Our experience reported data on the successful use of HFOV to provide conservative management of a significant pneumothorax in preterm newborns. In our opinion this approach could be used in preterm newborns developing pneumothorax while they are on nasal CPAP, remaining hemodynamically stable without clinical signs of tension pneumothorax (i.e. cyanosis, significant decline of arterial blood pressure, heart rate, respiratory rate, and SpO2) [13] but requiring mechanical ventilation for acute worsening of the respiratory status. The suggested starting ventilator parameters in course of HFOV for pneumothorax treatment are: MAP 8–9 cm H2O, FiO2 to achieve SpO2 90–95%, Respiratory Rate: 10 Hz, I:E = 1:2, ΔP: 15 cm H2O, eventually increased - chest to be «visibly vibrating ». This approach allowed us to avoid the increasing of air leak and the insertion of chest tube drainage and all the subsequent associated risks. However, there is no control population to which these 5 cases were compared, i.e. the pneumothorax may have resolved on their own regardless of ventilator modality.

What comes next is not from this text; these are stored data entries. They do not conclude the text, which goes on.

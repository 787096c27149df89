//! Notification store and worker queue behavior.

mod common;

use common::{create_user, setup};
use print_server::db::store::job;
use print_server::services::worker::MAX_ATTEMPTS;
use shared::error::ErrorCode;
use shared::models::Role;
use shared::util::now_millis;

#[tokio::test]
async fn test_send_and_inbox_ordering() {
    let env = setup().await;
    let (_, admin) = create_user(&env.state, "admin", Role::Admin).await;
    let (recipient, user) = create_user(&env.state, "rakoto", Role::User).await;
    let notifications = env.state.notifications();

    notifications
        .send(&admin, recipient.id.unwrap(), "Votre commande est prête")
        .await
        .unwrap();
    notifications
        .send(&admin, recipient.id.unwrap(), "Promotion flyers A5")
        .await
        .unwrap();

    let inbox = notifications.list_inbox(&user, false).await.unwrap();
    assert_eq!(inbox.len(), 2);
    // Newest first
    assert_eq!(inbox[0].message, "Promotion flyers A5");
    assert!(inbox.iter().all(|n| !n.is_read));
}

#[tokio::test]
async fn test_send_validations() {
    let env = setup().await;
    let (_, admin) = create_user(&env.state, "admin", Role::Admin).await;
    let notifications = env.state.notifications();

    let empty = notifications.send(&admin, admin.user_id, "   ").await;
    assert_eq!(empty.unwrap_err().code(), ErrorCode::Validation);

    let unknown = notifications.send(&admin, 9_999, "hello").await;
    assert_eq!(unknown.unwrap_err().code(), ErrorCode::Validation);
}

#[tokio::test]
async fn test_sent_view_suppresses_self_echo() {
    let env = setup().await;
    let (recipient, _user) = create_user(&env.state, "rakoto", Role::User).await;
    let (_, admin) = create_user(&env.state, "admin", Role::Admin).await;
    let notifications = env.state.notifications();

    notifications
        .send(&admin, recipient.id.unwrap(), "to someone else")
        .await
        .unwrap();
    notifications
        .send(&admin, admin.user_id, "note to self")
        .await
        .unwrap();

    let sent = notifications.list_sent_by(&admin).await.unwrap();
    assert_eq!(sent.len(), 1);
    assert_eq!(sent[0].message, "to someone else");

    // The self-send still lands in the inbox
    let inbox = notifications.list_inbox(&admin, false).await.unwrap();
    assert_eq!(inbox.len(), 1);
}

#[tokio::test]
async fn test_mark_all_read_zeroes_unread_count() {
    let env = setup().await;
    let (_, admin) = create_user(&env.state, "admin", Role::Admin).await;
    let (recipient, user) = create_user(&env.state, "rakoto", Role::User).await;
    let notifications = env.state.notifications();

    for i in 0..5 {
        notifications
            .send(&admin, recipient.id.unwrap(), &format!("message {i}"))
            .await
            .unwrap();
    }
    assert_eq!(notifications.unread_count(&user).await.unwrap(), 5);

    let flipped = notifications.mark_all_read(&user).await.unwrap();
    assert_eq!(flipped, 5);
    assert_eq!(notifications.unread_count(&user).await.unwrap(), 0);

    // Idempotent
    assert_eq!(notifications.mark_all_read(&user).await.unwrap(), 0);

    // Only the recipient's rows were touched
    assert_eq!(notifications.unread_count(&admin).await.unwrap(), 0);
}

#[tokio::test]
async fn test_soft_delete_restore_and_actor_rules() {
    let env = setup().await;
    let (_, admin) = create_user(&env.state, "admin", Role::Admin).await;
    let (recipient, user) = create_user(&env.state, "rakoto", Role::User).await;
    let (_, stranger) = create_user(&env.state, "voleur", Role::User).await;
    let notifications = env.state.notifications();

    let note = notifications
        .send(&admin, recipient.id.unwrap(), "coucou")
        .await
        .unwrap();
    let note_id = note.id.unwrap();

    // Only the recipient or an admin may act; others read not-found
    let masked = notifications.soft_delete(&stranger, note_id).await;
    assert_eq!(masked.unwrap_err().code(), ErrorCode::NotFound);

    notifications.soft_delete(&user, note_id).await.unwrap();
    assert!(notifications.list_inbox(&user, false).await.unwrap().is_empty());
    assert_eq!(notifications.list_inbox(&user, true).await.unwrap().len(), 1);

    notifications.restore(&user, note_id).await.unwrap();
    assert_eq!(notifications.list_inbox(&user, false).await.unwrap().len(), 1);

    // Admin may hard-delete someone else's notification
    notifications.hard_delete(&admin, note_id).await.unwrap();
    assert!(notifications.list_inbox(&user, true).await.unwrap().is_empty());
}

#[tokio::test]
async fn test_admin_sees_all_rows() {
    let env = setup().await;
    let (_, admin) = create_user(&env.state, "admin", Role::Admin).await;
    let (recipient, user) = create_user(&env.state, "rakoto", Role::User).await;
    let notifications = env.state.notifications();

    notifications
        .send(&admin, recipient.id.unwrap(), "first")
        .await
        .unwrap();
    notifications
        .send(&user, admin.user_id, "second")
        .await
        .unwrap();

    let denied = notifications.list_all(&user, false).await;
    assert_eq!(denied.unwrap_err().code(), ErrorCode::Forbidden);

    let all = notifications.list_all(&admin, false).await.unwrap();
    assert_eq!(all.len(), 2);
}

#[tokio::test]
async fn test_malformed_job_is_retried_then_parked() {
    let env = setup().await;
    let worker = env.state.notify_worker();

    let job_id = job::insert(&env.state.pool, "order_confirmation", "not json", now_millis() - 1)
        .await
        .unwrap();

    // First pass fails and schedules a retry
    assert_eq!(worker.run_due_jobs().await, 0);
    let parked = job::list_parked(&env.state.pool, 1).await.unwrap();
    assert_eq!(parked.len(), 1);
    assert_eq!(parked[0].attempts, 1);
    assert!(parked[0].last_error.is_some());

    // Exhaust the attempt budget; the row is excluded from future scans
    for _ in 1..MAX_ATTEMPTS {
        job::mark_failed(&env.state.pool, job_id, "still broken", now_millis() - 1)
            .await
            .unwrap();
    }
    assert_eq!(worker.run_due_jobs().await, 0);
    let parked = job::list_parked(&env.state.pool, MAX_ATTEMPTS).await.unwrap();
    assert_eq!(parked.len(), 1);
}

#[tokio::test]
async fn test_job_for_removed_order_is_dropped_quietly() {
    let env = setup().await;
    let (recipient, _) = create_user(&env.state, "rakoto", Role::User).await;

    // Order 999 never existed; the job completes without a notification
    let payload = format!(
        r#"{{"order_id":999,"user_id":{}}}"#,
        recipient.id.unwrap()
    );
    job::insert(&env.state.pool, "order_confirmation", &payload, now_millis() - 1)
        .await
        .unwrap();

    assert_eq!(env.state.notify_worker().run_due_jobs().await, 1);
    assert_eq!(env.mailer.sent_count(), 0);
}
//! Unified service-layer error type
//!
//! `ServiceError` bridges the gap between store-layer errors (`sqlx::Error`,
//! `BoxError`) and the structured [`AppError`] the boundary consumes. It
//! enables `?` propagation without manual
//! `.map_err(|e| { tracing::error!(...); AppError::database(...) })` boilerplate.

use shared::error::{AppError, ErrorCode};

pub type BoxError = Box<dyn std::error::Error + Send + Sync>;

/// Service-layer error — only two variants, keeps things simple.
///
/// - `Db`: Database/infrastructure errors (auto-logged, mapped to Database)
/// - `App`: Business-rule errors (pass-through with the original ErrorCode)
#[derive(Debug, thiserror::Error)]
pub enum ServiceError {
    /// Database or infrastructure error (sqlx, collaborator transports, serde)
    #[error("infrastructure error: {0}")]
    Db(BoxError),
    /// Business-rule error (already an AppError with the correct ErrorCode)
    #[error(transparent)]
    App(#[from] AppError),
}

impl ServiceError {
    /// The code the boundary would see for this error
    pub fn code(&self) -> ErrorCode {
        match self {
            ServiceError::Db(_) => ErrorCode::Database,
            ServiceError::App(err) => err.code,
        }
    }
}

impl From<sqlx::Error> for ServiceError {
    fn from(e: sqlx::Error) -> Self {
        ServiceError::Db(e.into())
    }
}

impl From<serde_json::Error> for ServiceError {
    fn from(e: serde_json::Error) -> Self {
        ServiceError::Db(e.into())
    }
}

impl From<BoxError> for ServiceError {
    fn from(e: BoxError) -> Self {
        ServiceError::Db(e)
    }
}

impl From<ServiceError> for AppError {
    fn from(e: ServiceError) -> Self {
        match e {
            ServiceError::App(app_err) => app_err,
            ServiceError::Db(db_err) => {
                tracing::error!(error = %db_err, "Service database error");
                AppError::new(ErrorCode::Database)
            }
        }
    }
}

/// Convenience type alias for service-layer results
pub type ServiceResult<T> = Result<T, ServiceError>;
//! Payment gateway seam
//!
//! The core's contract with the gateway is fire-and-forget initiation plus
//! a later out-of-band status update on the payment record. The real mobile
//! money integration lives outside; [`SandboxGateway`] stands in with test
//! transaction ids.

use async_trait::async_trait;
use shared::models::PaymentStatus;
use uuid::Uuid;

use crate::error::BoxError;

/// Result of initiating a payment
#[derive(Debug, Clone)]
pub struct PaymentInit {
    pub transaction_id: String,
    pub status: PaymentStatus,
}

/// Payment initiation collaborator
#[async_trait]
pub trait PaymentGateway: Send + Sync {
    async fn initiate(
        &self,
        phone: &str,
        amount: i64,
        order_ref: i64,
    ) -> Result<PaymentInit, BoxError>;
}

/// Simulated gateway: always pending, unique test references
pub struct SandboxGateway;

#[async_trait]
impl PaymentGateway for SandboxGateway {
    async fn initiate(
        &self,
        phone: &str,
        amount: i64,
        order_ref: i64,
    ) -> Result<PaymentInit, BoxError> {
        let transaction_id = format!("TEST-{order_ref}-{}", Uuid::new_v4().simple());
        tracing::info!(
            phone = phone,
            amount = amount,
            order_ref = order_ref,
            transaction_id = %transaction_id,
            "Sandbox payment initiated"
        );
        Ok(PaymentInit {
            transaction_id,
            status: PaymentStatus::Pending,
        })
    }
}
//! The agent loop: ask the model, execute what it asks for, report back,
//! until it answers without action requests or the turn budget runs out.

use serde::Serialize;
use tokio::sync::broadcast;
use tracing::{error, info, warn};

use crate::brain::InferenceClient;
use crate::error::BrowserError;
use crate::executor::{ActionExecutor, ExecutorSettings};
use crate::hands::BrowserSession;
use crate::history::Conversation;
use crate::types::{
    ADHOC_MAX_TURNS, ActionRecord, Args, MAX_RECENT_TURNS_WITH_SCREENSHOTS, Screenshot, Segment,
    TaskResult, TaskStatus, Turn, WORKFLOW_MAX_TURNS,
};

pub const DEFAULT_MAX_MALFORMED_RETRIES: usize = 3;

#[derive(Debug, Clone)]
pub struct LoopOptions {
    pub max_turns: usize,
    /// Action-result turns that keep their screenshots.
    pub screenshot_budget: usize,
    /// Consecutive malformed responses tolerated before giving up.
    pub max_malformed_retries: usize,
    /// Loaded before the first turn when set.
    pub start_url: Option<String>,
    pub executor: ExecutorSettings,
}

impl LoopOptions {
    pub fn adhoc() -> Self {
        Self {
            max_turns: ADHOC_MAX_TURNS,
            ..Self::default()
        }
    }

    pub fn workflow() -> Self {
        Self {
            max_turns: WORKFLOW_MAX_TURNS,
            ..Self::default()
        }
    }
}

impl Default for LoopOptions {
    fn default() -> Self {
        Self {
            max_turns: WORKFLOW_MAX_TURNS,
            screenshot_budget: MAX_RECENT_TURNS_WITH_SCREENSHOTS,
            max_malformed_retries: DEFAULT_MAX_MALFORMED_RETRIES,
            start_url: None,
            executor: ExecutorSettings::default(),
        }
    }
}

#[derive(Debug, Clone, Copy, PartialEq, Eq)]
pub enum LoopState {
    Running,
    Completed,
    Error,
    MaxTurnsExceeded,
}

impl LoopState {
    pub fn status(self) -> TaskStatus {
        match self {
            LoopState::Completed => TaskStatus::Completed,
            LoopState::Error => TaskStatus::Error,
            LoopState::Running | LoopState::MaxTurnsExceeded => TaskStatus::InProgress,
        }
    }
}

/// Progress notifications, streamed to observers while a task runs.
#[derive(Debug, Clone, Serialize)]
#[serde(tag = "event", rename_all = "snake_case")]
pub enum AgentEvent {
    /// `task` is a caller label or a preview, never the full instructions.
    TaskStarted {
        task: String,
    },
    Thinking {
        turn: usize,
    },
    ActionExecuted {
        turn: usize,
        action: String,
        url: String,
        error: Option<String>,
        #[serde(skip)]
        screenshot: Option<Screenshot>,
    },
    TaskComplete {
        response: String,
    },
    TaskError {
        message: String,
    },
    TaskIncomplete {
        turns: usize,
    },
}

pub struct AgentLoop<'a> {
    client: &'a dyn InferenceClient,
    session: &'a dyn BrowserSession,
    options: LoopOptions,
    events: Option<broadcast::Sender<AgentEvent>>,
    label: Option<String>,
}

impl<'a> AgentLoop<'a> {
    pub fn new(
        client: &'a dyn InferenceClient,
        session: &'a dyn BrowserSession,
        options: LoopOptions,
    ) -> Self {
        Self {
            client,
            session,
            options,
            events: None,
            label: None,
        }
    }

    pub fn with_events(mut self, events: broadcast::Sender<AgentEvent>) -> Self {
        self.events = Some(events);
        self
    }

    /// Names the task in logs and progress events in place of its text.
    pub fn with_label(mut self, label: impl Into<String>) -> Self {
        self.label = Some(label.into());
        self
    }

    fn emit(&self, event: AgentEvent) {
        if let Some(events) = &self.events {
            // no subscribers is fine
            let _ = events.send(event);
        }
    }

    /// Runs one task. Fails only if the opening page cannot be loaded or captured.
    pub async fn run(&self, task: &str) -> Result<TaskResult, BrowserError> {
        let label = self.label.clone().unwrap_or_else(|| preview(task));
        info!(task = %label, "starting task");
        self.emit(AgentEvent::TaskStarted { task: label });

        if let Some(url) = &self.options.start_url {
            self.session.navigate(url).await?;
            self.session.wait_for_load().await?;
        }
        if !self.options.executor.settle_delay.is_zero() {
            tokio::time::sleep(self.options.executor.settle_delay).await;
        }
        let opening = self.session.screenshot().await?;

        let mut conversation = Conversation::seeded(task, opening);
        let mut result = TaskResult::in_progress();
        let mut state = LoopState::Running;
        let mut malformed_streak = 0;
        let mut last_text = String::new();
        let executor = ActionExecutor::new(self.session, &self.options.executor);

        for turn in 1..=self.options.max_turns {
            info!(turn, "turn started");
            self.emit(AgentEvent::Thinking { turn });

            let response = match self.client.generate(&conversation).await {
                Ok(response) => response,
                Err(err) => {
                    error!(turn, "model call failed: {err}");
                    result.final_response = format!("API error: {err}");
                    state = LoopState::Error;
                    break;
                }
            };

            let Some(candidate) = response.candidate else {
                warn!(turn, "response has no candidates");
                result.final_response = "Empty response from model".to_string();
                state = LoopState::Error;
                break;
            };

            let requests: Vec<(String, Args)> = candidate
                .turn
                .action_requests()
                .map(|(name, args)| (name.to_string(), args.clone()))
                .collect();
            let text = candidate.turn.text();
            if !text.is_empty() {
                last_text.clone_from(&text);
            }
            if !candidate.turn.is_empty() {
                conversation.append(candidate.turn);
            }

            if candidate.malformed && requests.is_empty() {
                malformed_streak += 1;
                if malformed_streak > self.options.max_malformed_retries {
                    error!(turn, malformed_streak, "model keeps producing malformed action requests");
                    result.final_response = format!(
                        "Model produced {malformed_streak} malformed action requests in a row"
                    );
                    state = LoopState::Error;
                    break;
                }
                warn!(turn, "malformed function call, retrying");
                continue;
            }
            malformed_streak = 0;

            if requests.is_empty() {
                info!(turn, response = %preview(&text), "task completed");
                result.final_response = text;
                state = LoopState::Completed;
                break;
            }

            let mut outcomes = Vec::with_capacity(requests.len());
            for (name, args) in requests {
                let outcome = executor.execute(&name, &args).await;
                self.emit(AgentEvent::ActionExecuted {
                    turn,
                    action: name.clone(),
                    url: outcome.url.clone(),
                    error: outcome.error.clone(),
                    screenshot: outcome.screenshot.clone(),
                });
                result.actions_taken.push(ActionRecord {
                    name,
                    args,
                    error: outcome.error.clone(),
                    safety_acknowledged: outcome.safety_acknowledged,
                });
                outcomes.push(Segment::ActionResult(outcome));
            }
            conversation.append(Turn::initiator(outcomes));
            conversation = conversation.prune_visual_context(self.options.screenshot_budget);
        }

        if state == LoopState::Running {
            warn!(
                max_turns = self.options.max_turns,
                actions = result.actions_taken.len(),
                "turn budget exhausted before the task completed"
            );
            result.final_response = last_text;
            state = LoopState::MaxTurnsExceeded;
        }

        match state {
            LoopState::Completed => self.emit(AgentEvent::TaskComplete {
                response: result.final_response.clone(),
            }),
            LoopState::Error => self.emit(AgentEvent::TaskError {
                message: result.final_response.clone(),
            }),
            _ => self.emit(AgentEvent::TaskIncomplete {
                turns: self.options.max_turns,
            }),
        }

        self.capture_final_state(&mut result).await;
        result.status = state.status();
        Ok(result)
    }

    /// Best effort: failures leave the fields empty.
    async fn capture_final_state(&self, result: &mut TaskResult) {
        match self.session.screenshot().await {
            Ok(shot) => result.final_screenshot = shot.to_base64(),
            Err(err) => warn!("final screenshot failed: {err}"),
        }
        match self.session.current_url().await {
            Ok(url) => result.final_url = url,
            Err(err) => warn!("final url unavailable: {err}"),
        }
    }
}

fn preview(text: &str) -> String {
    text.chars().take(100).collect()
}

Nevertheless, considering both the reassuring outcomes observed in our babies and the risks of thoracic organ injury related to chest tube insertion because of supple chest wall, close proximity of vital structures and frail lung tissue of preterm babies, our experience could provide a starting point for novel hypothesis-testing clinical research (i.e. by comparing the conservative management of pneumothorax by HFOV or conventional mechanical ventilation in preterm infants).

Chest tube insertion for definitive drainage of a tension pneumothorax should be provided when this complication not only produces worsening of respiratory status (increase of respiratory rate, Silverman score, FiO2 requirement and PCO2 values), but also a hemodynamic instability of the patients (e.g. bradycardia, hypotension).